Record set:
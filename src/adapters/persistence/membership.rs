use async_trait::async_trait;
use chrono::{DateTime, Utc};
use sqlx::Row;
use uuid::Uuid;

use crate::{
    adapters::persistence::PostgresPersistence,
    app_error::AppError,
    app_error::AppResult,
    application::use_cases::membership::{
        MembershipPaymentRepo, MembershipPlanRepo, NewMembershipPayment, UserMembershipRepo,
    },
    domain::entities::membership::{MembershipPayment, MembershipPlan, UserMembership},
};

const PAYMENT_COLS: &str = r#"
    id, user_id, plan_id, gateway, amount_cents, cycle, cycle_days, status, paid_at, created_at
"#;

fn row_to_payment(row: &sqlx::postgres::PgRow) -> MembershipPayment {
    MembershipPayment {
        id: row.get("id"),
        user_id: row.get("user_id"),
        plan_id: row.get("plan_id"),
        gateway: row.get("gateway"),
        amount_cents: row.get("amount_cents"),
        cycle: row.get("cycle"),
        cycle_days: row.get("cycle_days"),
        status: row.get("status"),
        paid_at: row.get("paid_at"),
        created_at: row.get("created_at"),
    }
}

const MEMBERSHIP_COLS: &str = r#"
    id, user_id, plan_id, start_date, end_date, is_active, created_at, updated_at
"#;

fn row_to_membership(row: &sqlx::postgres::PgRow) -> UserMembership {
    UserMembership {
        id: row.get("id"),
        user_id: row.get("user_id"),
        plan_id: row.get("plan_id"),
        start_date: row.get("start_date"),
        end_date: row.get("end_date"),
        is_active: row.get("is_active"),
        created_at: row.get("created_at"),
        updated_at: row.get("updated_at"),
    }
}

#[async_trait]
impl MembershipPlanRepo for PostgresPersistence {
    async fn get(&self, id: Uuid) -> AppResult<Option<MembershipPlan>> {
        let row = sqlx::query(
            r#"
            SELECT id, name, image_url, monthly_price_cents, yearly_price_cents, is_active
            FROM membership_plans WHERE id = $1
            "#,
        )
        .bind(id)
        .fetch_optional(self.pool())
        .await
        .map_err(AppError::from)?;
        Ok(row.map(|row| MembershipPlan {
            id: row.get("id"),
            name: row.get("name"),
            image_url: row.get("image_url"),
            monthly_price_cents: row.get("monthly_price_cents"),
            yearly_price_cents: row.get("yearly_price_cents"),
            is_active: row.get("is_active"),
        }))
    }
}

#[async_trait]
impl MembershipPaymentRepo for PostgresPersistence {
    async fn create(&self, input: &NewMembershipPayment) -> AppResult<MembershipPayment> {
        let id = Uuid::new_v4();
        let row = sqlx::query(&format!(
            r#"
            INSERT INTO membership_payments
                (id, user_id, plan_id, gateway, amount_cents, cycle, cycle_days, status)
            VALUES ($1, $2, $3, $4, $5, $6, $7, 'pending')
            RETURNING {}
            "#,
            PAYMENT_COLS
        ))
        .bind(id)
        .bind(input.user_id)
        .bind(input.plan_id)
        .bind(input.gateway)
        .bind(input.amount_cents)
        .bind(input.cycle)
        .bind(input.cycle_days)
        .fetch_one(self.pool())
        .await
        .map_err(AppError::from)?;
        Ok(row_to_payment(&row))
    }

    async fn get(&self, id: Uuid) -> AppResult<Option<MembershipPayment>> {
        let row = sqlx::query(&format!(
            "SELECT {} FROM membership_payments WHERE id = $1",
            PAYMENT_COLS
        ))
        .bind(id)
        .fetch_optional(self.pool())
        .await
        .map_err(AppError::from)?;
        Ok(row.as_ref().map(row_to_payment))
    }

    async fn mark_paid(&self, id: Uuid, paid_at: DateTime<Utc>) -> AppResult<bool> {
        let result = sqlx::query(
            r#"
            UPDATE membership_payments
            SET status = 'paid', paid_at = $2
            WHERE id = $1 AND status = 'pending'
            "#,
        )
        .bind(id)
        .bind(paid_at)
        .execute(self.pool())
        .await
        .map_err(AppError::from)?;
        Ok(result.rows_affected() == 1)
    }
}

#[async_trait]
impl UserMembershipRepo for PostgresPersistence {
    async fn get_by_user(&self, user_id: Uuid) -> AppResult<Option<UserMembership>> {
        let row = sqlx::query(&format!(
            "SELECT {} FROM user_memberships WHERE user_id = $1",
            MEMBERSHIP_COLS
        ))
        .bind(user_id)
        .fetch_optional(self.pool())
        .await
        .map_err(AppError::from)?;
        Ok(row.as_ref().map(row_to_membership))
    }

    async fn create(
        &self,
        user_id: Uuid,
        plan_id: Uuid,
        start_date: DateTime<Utc>,
        end_date: DateTime<Utc>,
    ) -> AppResult<UserMembership> {
        let id = Uuid::new_v4();
        // Upsert on user_id keeps the one-membership-per-user invariant
        // even if two first purchases settle concurrently.
        let row = sqlx::query(&format!(
            r#"
            INSERT INTO user_memberships (id, user_id, plan_id, start_date, end_date, is_active)
            VALUES ($1, $2, $3, $4, $5, true)
            ON CONFLICT (user_id) DO UPDATE SET
                plan_id = EXCLUDED.plan_id,
                start_date = EXCLUDED.start_date,
                end_date = EXCLUDED.end_date,
                is_active = true,
                updated_at = CURRENT_TIMESTAMP
            RETURNING {}
            "#,
            MEMBERSHIP_COLS
        ))
        .bind(id)
        .bind(user_id)
        .bind(plan_id)
        .bind(start_date)
        .bind(end_date)
        .fetch_one(self.pool())
        .await
        .map_err(AppError::from)?;
        Ok(row_to_membership(&row))
    }

    async fn set_period(
        &self,
        id: Uuid,
        plan_id: Uuid,
        start_date: DateTime<Utc>,
        end_date: DateTime<Utc>,
    ) -> AppResult<()> {
        sqlx::query(
            r#"
            UPDATE user_memberships
            SET plan_id = $2, start_date = $3, end_date = $4, is_active = true,
                updated_at = CURRENT_TIMESTAMP
            WHERE id = $1
            "#,
        )
        .bind(id)
        .bind(plan_id)
        .bind(start_date)
        .bind(end_date)
        .execute(self.pool())
        .await
        .map_err(AppError::from)?;
        Ok(())
    }
}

Problem requirements:
Where a line in the material above holds "Uuid", copy that line.

Solution for this task:
use uuid::Uuid;
    async fn get(&self, id: Uuid) -> AppResult<Option<MembershipPlan>> {
        let id = Uuid::new_v4();
    async fn get(&self, id: Uuid) -> AppResult<Option<MembershipPayment>> {
    async fn mark_paid(&self, id: Uuid, paid_at: DateTime<Utc>) -> AppResult<bool> {
    async fn get_by_user(&self, user_id: Uuid) -> AppResult<Option<UserMembership>> {
        user_id: Uuid,
        plan_id: Uuid,
        let id = Uuid::new_v4();
        id: Uuid,
        plan_id: Uuid,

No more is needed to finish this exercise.